The England and Wales Court of Protection has clarified the way foreign representative powers can be effective in the two countries.
It ruled on five different cases, four of which were filed after a hearing was done in March 2018 on the matter, from New Zealand, Ontario, British Columbia, Spain and Singapore.
The court accepted four out of the five cases which asked for their power of attorney to be recognised in England and Wales.
The issue was very difficult to decide on, judge Hilder said, because the UK signed the Hague Convention on the International Protection of Adults in January 2000, but it has only ratified it in relation to Scotland after amendments were made in 2017.
To understand the matter in more depth, International Adviser spoke with Lucy Samy, associate at UK law firm Irwin Mitchell.
She said: “In the matter of various applications concerning foreign representative powers, the court considered the rules associated with the requirements for foreign representatives to be recognised in England and Wales in relation to persons lacking capacity.
“The Hague Convention on the International Protection of Adults was signed by the United Kingdom, but has not been ratified in relation to England and Wales. However, Schedule 3 of the Mental Capacity Act makes similar provisions for the international protection of adults.
“This case reviewed the law and the various options open to a foreign representative where P holds property in England and Wales.”
Samy said there are five different ways the matter can be approached, depending on what type of documentation a person has obtained from the foreign country.
“The first route is simply relying on the foreign power and using it directly to demonstrate their authority,” Samy added. “In practice, this is often ineffective, as institutions in England and Wales usually seek domestic confirmation.
“The second route involves the recognition of a foreign court order under Schedule 3 Part 4 of the Mental Capacity Act (MCA) 2005. This route is not favoured as it involves court proceedings in two jurisdictions.
“The third route is for the foreign representative to seek a declaration under s15(1)(c), that they will be acting lawfully when exercising the authority under the power in England and Wales.
“This involves evidence as to the foreign law to be filed and determination by the Court of Protection in relation to the power complying with the relevant law, as well as the requirement for the power to comply with the law of England and Wales and the section 1 MCA principles.
“The evidence given to the court was that this should be restricted to adults who lack capacity (as defined in Schedule 3, Paragraph 4) as otherwise the Court of Protection would be making decisions in respect of those outside its jurisdiction.
“The court, in this case, was able to use this to recognise an Enduring Power of Attorney in New Zealand.”
Seek advice regardless
“The fourth route is an order under s.16 – for the court to exercise its full, original jurisdiction, even where no application has been made.

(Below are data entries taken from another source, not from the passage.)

//! Per-pass routing context and waypoint → cell traversal.
//!
//! Cells themselves carry no routing state. Each recompute pass owns a
//! [`TrackerGrid`], a dense cell-indexed map of [`RouteTracker`] annotations
//! that is allocated fresh at the start of the pass and dropped with it, so
//! no stale data can leak between passes.

use crate::coords::GridPos;
use crate::grid::Grid;
use crate::link::LinkRef;
use crate::route::{Route, RouteTracker, SegmentDirections};

#[derive(Debug, Clone)]
pub struct TrackerGrid {
    size: usize,
    cells: Vec<Vec<RouteTracker>>,
}

impl TrackerGrid {
    pub fn new(grid: &Grid) -> Self {
        Self {
            size: grid.size(),
            cells: vec![Vec::new(); grid.size() * grid.size()],
        }
    }

    fn index(&self, pos: GridPos) -> Option<usize> {
        let in_range = pos.col >= 0
            && pos.row >= 0
            && (pos.col as usize) < self.size
            && (pos.row as usize) < self.size;
        in_range.then(|| pos.row as usize * self.size + pos.col as usize)
    }

    fn push(&mut self, pos: GridPos, tracker: RouteTracker) {
        if let Some(index) = self.index(pos) {
            self.cells[index].push(tracker);
        }
    }

    pub fn trackers(&self, pos: GridPos) -> &[RouteTracker] {
        self.index(pos)
            .map(|index| self.cells[index].as_slice())
            .unwrap_or(&[])
    }

    pub fn count_horizontal(&self, pos: GridPos) -> usize {
        self.trackers(pos)
            .iter()
            .filter(|tracker| tracker.directions.horizontal)
            .count()
    }

    /// Counts vertical segments in a cell. Start or end trackers can be
    /// excluded so a route terminating in a block cell does not count against
    /// routes originating there.
    pub fn count_vertical(&self, pos: GridPos, exclude_starts: bool, exclude_ends: bool) -> usize {
        self.trackers(pos)
            .iter()
            .filter(|tracker| {
                tracker.directions.vertical
                    && !((tracker.is_start && exclude_starts) || (tracker.is_end && exclude_ends))
            })
            .count()
    }

    pub fn contains_vertical_segment(&self, pos: GridPos, link: LinkRef) -> bool {
        self.trackers(pos)
            .iter()
            .any(|tracker| tracker.link == link && tracker.directions.vertical)
    }

    pub fn contains_horizontal_segment(&self, pos: GridPos, link: LinkRef) -> bool {
        self.trackers(pos)
            .iter()
            .any(|tracker| tracker.link == link && tracker.directions.horizontal)
    }
}

fn segment_directions(
    prev: Option<GridPos>,
    current: GridPos,
    next: Option<GridPos>,
) -> SegmentDirections {
    SegmentDirections {
        horizontal: prev.is_some_and(|pos| pos.row == current.row)
            || next.is_some_and(|pos| pos.row == current.row),
        vertical: prev.is_some_and(|pos| pos.col == current.col)
            || next.is_some_and(|pos| pos.col == current.col),
    }
}

/// Expands a planned route's waypoints into the full ordered cell list and
/// registers a tracker on every crossed cell. Waypoint cells get directions
/// derived from both neighbors (corners set both); cells strictly between
/// two waypoints get the single direction of that segment.
pub fn trace_route(grid: &Grid, trackers: &mut TrackerGrid, link: LinkRef, route: &mut Route) {
    let waypoints: Vec<GridPos> = route.waypoints().iter().map(|w| w.pos).collect();
    let mut all_cells = Vec::new();

    for (i, &current) in waypoints.iter().enumerate() {
        let prev = if i > 0 { Some(waypoints[i - 1]) } else { None };
        let next = waypoints.get(i + 1).copied();

        trackers.push(
            current,
            RouteTracker {
                link,
                directions: segment_directions(prev, current, next),
                is_start: prev.is_none(),
                is_end: next.is_none(),
            },
        );
        all_cells.push(current);

        if let Some(next) = next {
            let between = grid.cells_between(current, next);
            // Consecutive waypoints are axis-aligned, so the in-between
            // direction is one or the other, never both.
            let horizontal = current.row == next.row;
            for &cell in &between {
                trackers.push(
                    cell,
                    RouteTracker {
                        link,
                        directions: SegmentDirections {
                            horizontal,
                            vertical: !horizontal,
                        },
                        is_start: false,
                        is_end: false,
                    },
                );
            }
            all_cells.extend(between);
        }
    }

    route.set_all_cells(all_cells);
}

A court could appoint a deputy in the usual, or a one-off order simply remitting property in England and Wales to the state where P is habitually resident.
“The court would need evidence that the adult lacked capacity and the proposed order is in the best interests of P. The court in this case was able to use these grounds in relation to the case involving the recognition of a Certificate of Incapability issued under the British Colombia Adult Guardianship Act and as an alternative to the Enduring Power of Attorney in New Zealand case referred to above.
“The fifth route is for an order of recognition of the power as a ‘protective measure’, Her honour Judge Hilder considered the definition of a protective measure in Re JMK (2018), and it was understood to be arrangements made or approved by a foreign court (including where powers of attorney are registered or confirmed through a process indicating lack of capacity).
“Judge Hilder decided that the understanding of ‘protective measure’ as limited to arrangements that have been made or approved by a foreign court is unduly restrictive – but no relevant cases were before the court in this matter and so was not determinable.
“Overall, the case highlights that Schedule 3 of the Mental Capacity Act 2005 offers different possibilities for the recognition of foreign powers, the rules are far from straightforward and foreign representatives should have a route for recognition in most instances, but appropriate advice is important so that the correct type of application can be made under the relevant route.”